PROBLEM DETAILS
Retype every entry precisely and keep each line whole.

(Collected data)

·····

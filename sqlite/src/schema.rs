//! Table definition generation from type descriptors.
//!
//! Every generated table has the same identity frame:
//!
//! - `id TEXT PRIMARY KEY`: generated UUID
//! - `slug TEXT UNIQUE`: human-readable alternate key, unique per table
//! - `context TEXT NOT NULL DEFAULT ''`: scope for slug lookups; it does not
//!   make a slug reusable in another context
//! - one column per column-bearing declared field, in declaration order
//! - `created_at DATETIME`, `updated_at DATETIME`: maintained by triggers
//!
//! The output is plain definition text: one `CREATE TABLE IF NOT EXISTS`
//! statement followed by `CREATE INDEX IF NOT EXISTS` statements, each
//! terminated by `;`. It is meant to be fed to
//! [`synchronize`](crate::synchronize).

use smrt_core::{ObjectTypeDescriptor, validate_identifier};

use crate::error::Result;

/// Renders the `CREATE TABLE` statement for a descriptor.
///
/// # Errors
///
/// Returns an invalid-identifier error if the table name or a field name
/// contains characters outside `[A-Za-z0-9_]`.
///
/// # Examples
///
/// ```
/// use smrt_core::{ObjectTypeDescriptor, fields::{decimal, text}};
/// use smrt_sqlite::generate_table_sql;
///
/// let descriptor = ObjectTypeDescriptor::new(
///     "Product",
///     [text("name").required(), decimal("price")].into_iter().collect(),
/// );
/// let sql = generate_table_sql(&descriptor).unwrap();
/// assert!(sql.starts_with("CREATE TABLE IF NOT EXISTS products (\n  id TEXT PRIMARY KEY,\n"));
/// assert!(sql.contains("  name TEXT NOT NULL,\n  price REAL,\n"));
/// ```
pub fn generate_table_sql(descriptor: &ObjectTypeDescriptor) -> Result<String> {
    let table = validate_identifier(&descriptor.table_name)?;

    let mut columns = vec![
        "id TEXT PRIMARY KEY".to_string(),
        "slug TEXT UNIQUE".to_string(),
        "context TEXT NOT NULL DEFAULT ''".to_string(),
    ];
    for field in descriptor.fields.columns() {
        let name = validate_identifier(&field.name)?;
        let Some(column_type) = field.column_type() else {
            continue;
        };
        let mut column = format!("{name} {column_type}");
        for constraint in field.sql_constraints() {
            column.push(' ');
            column.push_str(&constraint);
        }
        columns.push(column);
    }
    columns.push("created_at DATETIME".to_string());
    columns.push("updated_at DATETIME".to_string());

    let body: Vec<String> = columns.into_iter().map(|c| format!("  {c}")).collect();
    Ok(format!(
        "CREATE TABLE IF NOT EXISTS {table} (\n{}\n);",
        body.join(",\n")
    ))
}

/// Renders the index statements for a descriptor: `(slug, context)` plus one
/// per field declared with `index`.
pub fn generate_index_sql(descriptor: &ObjectTypeDescriptor) -> Result<Vec<String>> {
    let table = validate_identifier(&descriptor.table_name)?;

    let mut statements = vec![format!(
        "CREATE INDEX IF NOT EXISTS idx_{table}_slug_context ON {table} (slug, context);"
    )];
    for field in descriptor.fields.columns().filter(|f| f.options.index) {
        let name = validate_identifier(&field.name)?;
        statements.push(format!(
            "CREATE INDEX IF NOT EXISTS idx_{table}_{name} ON {table} ({name});"
        ));
    }
    Ok(statements)
}

/// Renders the full definition text for a descriptor: table then indexes.
pub fn generate_schema_sql(descriptor: &ObjectTypeDescriptor) -> Result<String> {
    let mut sql = generate_table_sql(descriptor)?;
    for index in generate_index_sql(descriptor)? {
        sql.push('\n');
        sql.push_str(&index);
    }
    tracing::debug!(table = %descriptor.table_name, sql = %sql, "generated schema");
    Ok(sql)
}

#[cfg(test)]
mod tests {
    use super::*;
    use serde_json::json;
    use smrt_core::fields::{boolean, foreign_key, integer, many_to_many, text};
    use smrt_core::{FieldTable, ObjectTypeDescriptor};

    fn descriptor(fields: FieldTable) -> ObjectTypeDescriptor {
        ObjectTypeDescriptor::new("Product", fields)
    }

    #[test]
    fn test_identity_frame_only() {
        let sql = generate_table_sql(&descriptor(FieldTable::new())).unwrap();
        assert_eq!(
            sql,
            "CREATE TABLE IF NOT EXISTS products (\n  id TEXT PRIMARY KEY,\n  slug TEXT UNIQUE,\n  context TEXT NOT NULL DEFAULT '',\n  created_at DATETIME,\n  updated_at DATETIME\n);"
        );
    }

    #[test]
    fn test_fields_render_types_and_constraints() {
        let fields: FieldTable = [
            text("sku").required().unique(),
            integer("stock").default_value(json!(0)),
            boolean("active").default_value(true),
            foreign_key("category", "Category"),
            many_to_many("tags", "Tag"),
        ]
        .into_iter()
        .collect();
        let sql = generate_table_sql(&descriptor(fields)).unwrap();
        assert!(sql.contains("  sku TEXT NOT NULL UNIQUE,\n"));
        assert!(sql.contains("  stock INTEGER DEFAULT 0,\n"));
        assert!(sql.contains("  active INTEGER DEFAULT 1,\n"));
        assert!(sql.contains("  category TEXT,\n"));
        assert!(!sql.contains("tags"));
    }

    #[test]
    fn test_index_statements() {
        let fields: FieldTable = [text("sku").index(), text("name")].into_iter().collect();
        let indexes = generate_index_sql(&descriptor(fields)).unwrap();
        assert_eq!(
            indexes,
            vec![
                "CREATE INDEX IF NOT EXISTS idx_products_slug_context ON products (slug, context);",
                "CREATE INDEX IF NOT EXISTS idx_products_sku ON products (sku);",
            ]
        );
    }

    #[test]
    fn test_invalid_table_name_rejected() {
        let bad = descriptor(FieldTable::new()).with_table_name("products; DROP TABLE x");
        assert!(generate_table_sql(&bad).is_err());
        assert!(generate_schema_sql(&bad).is_err());
    }

    #[test]
    fn test_schema_sql_is_deterministic() {
        let fields: FieldTable = [text("name").index()].into_iter().collect();
        let d = descriptor(fields);
        assert_eq!(generate_schema_sql(&d).unwrap(), generate_schema_sql(&d).unwrap());
    }
}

·····

RESULT OF THE TASK
filename sqlite/src/schema.rs
//! Table definition generation from type descriptors.
//!
//! Every generated table has the same identity frame:
//!
//! - `id TEXT PRIMARY KEY`: generated UUID
//! - `slug TEXT UNIQUE`: human-readable alternate key, unique per table
//! - `context TEXT NOT NULL DEFAULT ''`: scope for slug lookups; it does not
//!   make a slug reusable in another context
//! - one column per column-bearing declared field, in declaration order
//! - `created_at DATETIME`, `updated_at DATETIME`: maintained by triggers
//!
//! The output is plain definition text: one `CREATE TABLE IF NOT EXISTS`
//! statement followed by `CREATE INDEX IF NOT EXISTS` statements, each
//! terminated by `;`. It is meant to be fed to
//! [`synchronize`](crate::synchronize).

use smrt_core::{ObjectTypeDescriptor, validate_identifier};

use crate::error::Result;

/// Renders the `CREATE TABLE` statement for a descriptor.
///
/// # Errors
///
/// Returns an invalid-identifier error if the table name or a field name
/// contains characters outside `[A-Za-z0-9_]`.
///
/// # Examples
///
/// ```
/// use smrt_core::{ObjectTypeDescriptor, fields::{decimal, text}};
/// use smrt_sqlite::generate_table_sql;
///
/// let descriptor = ObjectTypeDescriptor::new(
///     "Product",
///     [text("name").required(), decimal("price")].into_iter().collect(),
/// );
/// let sql = generate_table_sql(&descriptor).unwrap();
/// assert!(sql.starts_with("CREATE TABLE IF NOT EXISTS products (\n  id TEXT PRIMARY KEY,\n"));
/// assert!(sql.contains("  name TEXT NOT NULL,\n  price REAL,\n"));
/// ```
pub fn generate_table_sql(descriptor: &ObjectTypeDescriptor) -> Result<String> {
    let table = validate_identifier(&descriptor.table_name)?;

    let mut columns = vec![
        "id TEXT PRIMARY KEY".to_string(),
        "slug TEXT UNIQUE".to_string(),
        "context TEXT NOT NULL DEFAULT ''".to_string(),
    ];
    for field in descriptor.fields.columns() {
        let name = validate_identifier(&field.name)?;
        let Some(column_type) = field.column_type() else {
            continue;
        };
        let mut column = format!("{name} {column_type}");
        for constraint in field.sql_constraints() {
            column.push(' ');
            column.push_str(&constraint);
        }
        columns.push(column);
    }
    columns.push("created_at DATETIME".to_string());
    columns.push("updated_at DATETIME".to_string());

    let body: Vec<String> = columns.into_iter().map(|c| format!("  {c}")).collect();
    Ok(format!(
        "CREATE TABLE IF NOT EXISTS {table} (\n{}\n);",
        body.join(",\n")
    ))
}

/// Renders the index statements for a descriptor: `(slug, context)` plus one
/// per field declared with `index`.
pub fn generate_index_sql(descriptor: &ObjectTypeDescriptor) -> Result<Vec<String>> {
    let table = validate_identifier(&descriptor.table_name)?;

    let mut statements = vec![format!(
        "CREATE INDEX IF NOT EXISTS idx_{table}_slug_context ON {table} (slug, context);"
    )];
    for field in descriptor.fields.columns().filter(|f| f.options.index) {
        let name = validate_identifier(&field.name)?;
        statements.push(format!(
            "CREATE INDEX IF NOT EXISTS idx_{table}_{name} ON {table} ({name});"
        ));
    }
    Ok(statements)
}

/// Renders the full definition text for a descriptor: table then indexes.
pub fn generate_schema_sql(descriptor: &ObjectTypeDescriptor) -> Result<String> {
    let mut sql = generate_table_sql(descriptor)?;
    for index in generate_index_sql(descriptor)? {
        sql.push('\n');
        sql.push_str(&index);
    }
    tracing::debug!(table = %descriptor.table_name, sql = %sql, "generated schema");
    Ok(sql)
}

#[cfg(test)]
mod tests {
    use super::*;
    use serde_json::json;
    use smrt_core::fields::{boolean, foreign_key, integer, many_to_many, text};
    use smrt_core::{FieldTable, ObjectTypeDescriptor};

    fn descriptor(fields: FieldTable) -> ObjectTypeDescriptor {
        ObjectTypeDescriptor::new("Product", fields)
    }

    #[test]
    fn test_identity_frame_only() {
        let sql = generate_table_sql(&descriptor(FieldTable::new())).unwrap();
        assert_eq!(
            sql,
            "CREATE TABLE IF NOT EXISTS products (\n  id TEXT PRIMARY KEY,\n  slug TEXT UNIQUE,\n  context TEXT NOT NULL DEFAULT '',\n  created_at DATETIME,\n  updated_at DATETIME\n);"
        );
    }

    #[test]
    fn test_fields_render_types_and_constraints() {
        let fields: FieldTable = [
            text("sku").required().unique(),
            integer("stock").default_value(json!(0)),
            boolean("active").default_value(true),
            foreign_key("category", "Category"),
            many_to_many("tags", "Tag"),
        ]
        .into_iter()
        .collect();
        let sql = generate_table_sql(&descriptor(fields)).unwrap();
        assert!(sql.contains("  sku TEXT NOT NULL UNIQUE,\n"));
        assert!(sql.contains("  stock INTEGER DEFAULT 0,\n"));
        assert!(sql.contains("  active INTEGER DEFAULT 1,\n"));
        assert!(sql.contains("  category TEXT,\n"));
        assert!(!sql.contains("tags"));
    }

    #[test]
    fn test_index_statements() {
        let fields: FieldTable = [text("sku").index(), text("name")].into_iter().collect();
        let indexes = generate_index_sql(&descriptor(fields)).unwrap();
        assert_eq!(
            indexes,
            vec![
                "CREATE INDEX IF NOT EXISTS idx_products_slug_context ON products (slug, context);",
                "CREATE INDEX IF NOT EXISTS idx_products_sku ON products (sku);",
            ]
        );
    }

    #[test]
    fn test_invalid_table_name_rejected() {
        let bad = descriptor(FieldTable::new()).with_table_name("products; DROP TABLE x");
        assert!(generate_table_sql(&bad).is_err());
        assert!(generate_schema_sql(&bad).is_err());
    }

    #[test]
    fn test_schema_sql_is_deterministic() {
        let fields: FieldTable = [text("name").index()].into_iter().collect();
        let d = descriptor(fields);
        assert_eq!(generate_schema_sql(&d).unwrap(), generate_schema_sql(&d).unwrap());
    }
}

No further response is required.